Graduado em letras pela Universidade Federal de Ouro Preto (Ufop), o
escritor de 24 anos diz que o melhor prêmio é a aposta feita em um texto
futuro. “Além de ser uma possibilidade, como é o meu caso, de poder
sair do anonimato e talvez conseguir lançar o livro”, diz.
Ainda
de acordo com Fechus, que estreou em 2010 com o livro Primeira pessoa,
escrito em parceria com sua mãe, a escritora Gislaine Buosi, sua
preocupação imediata é terminar de escrever Óleo sobre tela, ao qual vem
dedicando boa parte do seu tempo. “O processo de publicação é um outro
capítulo, talvez tão difícil quanto escrever, ainda mais para quem não
tem experiência em lidar com o mercado editorial, como é o meu caso”,
diz. Leitor assumido de autores como os argentinos Jorge Luis Borges e
Macedônio Fernandez, Gustavo Fechus adianta, sobre o livro, que se trata
de história comprometida com a narrativa de ficção e com a reflexão
conceitual sobre os elementos que constituem o gênero.
Artista
eclético e vivendo há sete anos em Mariana, o escritor, em paralelo à
literatura, investe com sucesso na carreira musical, como violinista. No
ano passado, foi vencedor do Prêmio Jovem músico BDMG, de música
erudita, e este ano ficou com o Prêmio Jovem instrumentista BDMG de MPB.
E já promete, para dezembro, fazer uma apresentação em Belo Horizonte.

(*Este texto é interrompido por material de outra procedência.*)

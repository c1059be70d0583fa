//! Technical indicator calculator for chart overlays.
//!
//! Every indicator is a pure function from an ordered candle slice to a list
//! of points, one per candle from the first index where the indicator is
//! defined. Inputs shorter than the required length produce an empty list,
//! never an error; only invalid parameters are errors.
//!
//! A NaN close truncates recursive indicators (EMA, MACD, RSI) at that candle
//! and drops any rolling window (SMA, Bollinger) that contains it.

pub mod bollinger;
pub mod ema;
pub mod macd;
pub mod overlay;
pub mod rsi;
pub mod sma;

pub use bollinger::Bollinger;
pub use ema::Ema;
pub use macd::Macd;
pub use overlay::{compute_overlays, compute_overlays_batch, IndicatorSeries, IndicatorSpec, OverlaySet};
pub use rsi::Rsi;
pub use sma::Sma;

use chrono::{DateTime, Utc};
use serde::{Deserialize, Serialize};
use thiserror::Error;

use crate::domain::Candle;

/// Errors for invalid indicator parameters.
#[derive(Debug, Clone, PartialEq, Error)]
pub enum IndicatorError {
    #[error("{indicator} period must be >= 1 (got {value})")]
    InvalidPeriod {
        indicator: &'static str,
        value: usize,
    },

    #[error("MACD fast period ({fast}) must be shorter than slow period ({slow})")]
    InvalidMacdPeriods { fast: usize, slow: usize },

    #[error("band multiplier must be finite and >= 0 (got {0})")]
    InvalidMultiplier(f64),

    #[error("cannot parse indicator '{0}' (expected e.g. rsi:14, macd:12,26,9, bollinger:20,2)")]
    Parse(String),
}

/// Trait for indicators.
///
/// Indicators take a full candle series and produce points aligned to the
/// candles they are defined on. No point at candle t may depend on candles
/// after t.
pub trait Indicator: Send + Sync {
    type Point;

    /// Stable display key (e.g., "rsi_14", "macd_12_26_9").
    fn name(&self) -> &str;

    /// Minimum number of candles needed to produce the first point.
    fn min_len(&self) -> usize;

    fn compute(&self, candles: &[Candle]) -> Vec<Self::Point>;
}

/// Single-valued overlay point (SMA, EMA, RSI).
#[derive(Debug, Clone, Copy, PartialEq, Serialize, Deserialize)]
pub struct LinePoint {
    pub time: DateTime<Utc>,
    pub value: f64,
}

#[derive(Debug, Clone, Copy, PartialEq, Serialize, Deserialize)]
pub struct MacdPoint {
    pub time: DateTime<Utc>,
    pub macd: f64,
    pub signal: f64,
    pub histogram: f64,
}

#[derive(Debug, Clone, Copy, PartialEq, Serialize, Deserialize)]
pub struct BollingerPoint {
    pub time: DateTime<Utc>,
    pub upper: f64,
    pub middle: f64,
    pub lower: f64,
}

pub(crate) fn check_period(indicator: &'static str, value: usize) -> Result<(), IndicatorError> {
    if value == 0 {
        Err(IndicatorError::InvalidPeriod { indicator, value })
    } else {
        Ok(())
    }
}

/// Assert two f64 values are approximately equal (within epsilon).
#[cfg(test)]
pub fn assert_approx(actual: f64, expected: f64, epsilon: f64) {
    assert!(
        (actual - expected).abs() < epsilon,
        "assert_approx failed: actual={actual}, expected={expected}, diff={}, epsilon={epsilon}",
        (actual - expected).abs()
    );
}

/// Default epsilon for indicator tests.
#[cfg(test)]
pub const DEFAULT_EPSILON: f64 = 1e-10;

Quem sabe não lança o livro junto?
Um sonhoQuem
também começa a ver realizado o sonho de publicar seu primeiro romance,
O sonho de Morfeu, projeto com o qual venceu o Jovem escritor em 2011, é
André Zambaldi. Nascido em Belo Horizonte, seu livro será publicado
pela Editora Asadepapel, com lançamento previsto para o início do
segundo semestre, com projeto gráfico de Marcelo Xavier. Formado em
história pela Ufop, onde ficou amigo de Gustavo Fechus, Zambaldi conta
que ganhar o prêmio significou uma mudança de perspectiva, um alento
para algo que até então não passava de um sonho. “Só consegui a bolsa na
terceira tentativa, já no limite da idade para concorrer, e tratei de
aproveitar”, conta.
Especialista em história medieval, leitor de
García Márquez, Umberto Eco, Dostoiévski e Saramago, André Zambaldi diz
que começou a se interessar pela literatura jogando RPG com os colegas
de faculdade. “Essa modalidade de jogo foi fundamental para que eu
pudesse tentar desenvolver uma mentalidade criativa e crítica, além de
me fazer interessar mais pela leitura”, revela o escritor.
Sobre
O sonho de Morfeu, ele diz tratar-se de história que começou a ganhar
corpo nos “conturbados tempos vividos em Mariana”. “O protagonista,
estudante de um curso de humanas na cidade, sofre com os tormentos do
excesso de conhecimento, materializados a ponto de se tornarem reais.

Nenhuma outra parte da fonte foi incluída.